Il faudrait donc, selon vous, abandonner tout ce qui va permettre d’accroitre la productivité agricole et la compétitivité des exploitations qui permettent de garantir, mais pour combien de temps encore, notre autonomie alimentaire sur le territoire national et à l’échelle mondiale. Ou comment l’altruisme des grands sentiments migre ici vers l’égoïsme et l’aveuglement.
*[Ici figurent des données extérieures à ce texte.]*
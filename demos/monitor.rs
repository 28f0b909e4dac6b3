use std::env;

use tracing::level_filters::LevelFilter;
use venstar_colortouch::{ConfigStore, Controller, Event, Settings};

#[tokio::main]
async fn main() -> venstar_colortouch::Result<()> {
    let args: Vec<String> = env::args().collect();
    let settings = match args.get(1) {
        Some(path) => Settings::load(path)?,
        None => Settings::default(),
    };
    let store = match args.get(2) {
        Some(path) => ConfigStore::load(path)?,
        None => ConfigStore::in_memory(),
    };

    let level = store.log_level().unwrap_or(settings.log_level);
    tracing_subscriber::fmt()
        .with_max_level(LevelFilter::from(level))
        .init();

    let short = settings.short_poll_interval();
    let long = settings.long_poll_interval();

    let mut controller = Controller::new(settings, store);
    controller.on_event(|event| match event {
        Event::DriverChanged {
            address,
            driver,
            value,
            uom,
        } => println!("[{address}] {} = {value} (uom {})", driver.code(), uom.code()),
        Event::TempUnitChanged { address, unit } => println!("[{address}] unit now {unit}"),
    });

    let restored = controller.restore()?;
    println!("Restored {restored} thermostat(s). Discovering...");
    let report = controller.discover().await?;
    for notice in controller.notices() {
        println!("NOTICE: {notice}");
    }
    println!(
        "{} new, {} known. Polling every {}s / {}s (ctrl-c to stop)",
        report.added.len(),
        report.reused.len(),
        short.as_secs(),
        long.as_secs()
    );

    let mut short_tick = tokio::time::interval(short);
    let mut long_tick = tokio::time::interval(long);
    loop {
        tokio::select! {
            _ = short_tick.tick() => {
                if let Err(e) = controller.short_poll().await {
                    eprintln!("Short poll error: {e}");
                }
            }
            _ = long_tick.tick() => {
                if let Err(e) = controller.long_poll().await {
                    eprintln!("Long poll error: {e}");
                }
            }
            _ = tokio::signal::ctrl_c() => break,
        }
    }

    controller.shutdown()?;
    println!("Stopped.");
    Ok(())
}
Les écologistes qui prônent la déconstruction de notre modèle agricole soutenus par une quantité non exhaustive d’ONG, d’associations, d’artistes aussi bien engagés pour la défense de l’environnement que pour celle du prêt à porter, instillent progressivement dans l’esprit des citoyens une pensée verdoyante tout autant inacceptable que risquée et inadaptée. Quelque part là où ceux qui ne manquent de rien veulent expliquer aux autres comment ils peuvent s’en passer. Je le redis ici, encore une fois, enfants gâtés qui redoutez « un burn out à 40 ans » biberonnés aux idées qui peinent à récolter 5 % des suffrages lors des élections, vous ne connaissez, hélas, de l’outil ni l’usage, ni le prix. Car l’agriculture, celle qui induit une obligation de résultats, n’est pas un métier que l’on exerce en dilettante dans des communautés libertaires en tricotant des pulls qui grattent, en regardant pousser les coquelicots, en utilisant les réseaux sociaux pour se revendiquer faucheur volontaire, en espérant que papa n’oubliera surtout pas d’envoyer le chèque à la fin du mois.
Jean-Paul Pelras
il faudrait quand même essayer de comprendre pourquoi il y a des suicides? des faillites? des fuites en avant.
Ces jeunes (que vous croyez nantis) ont simplement envie de remettre fortement et de l’intérieur le modèle productiviste si utile à la fin de la guerre.
La souveraineté alimentaire a bon dos, on est exportateurs nets pour un grand nombre de produits.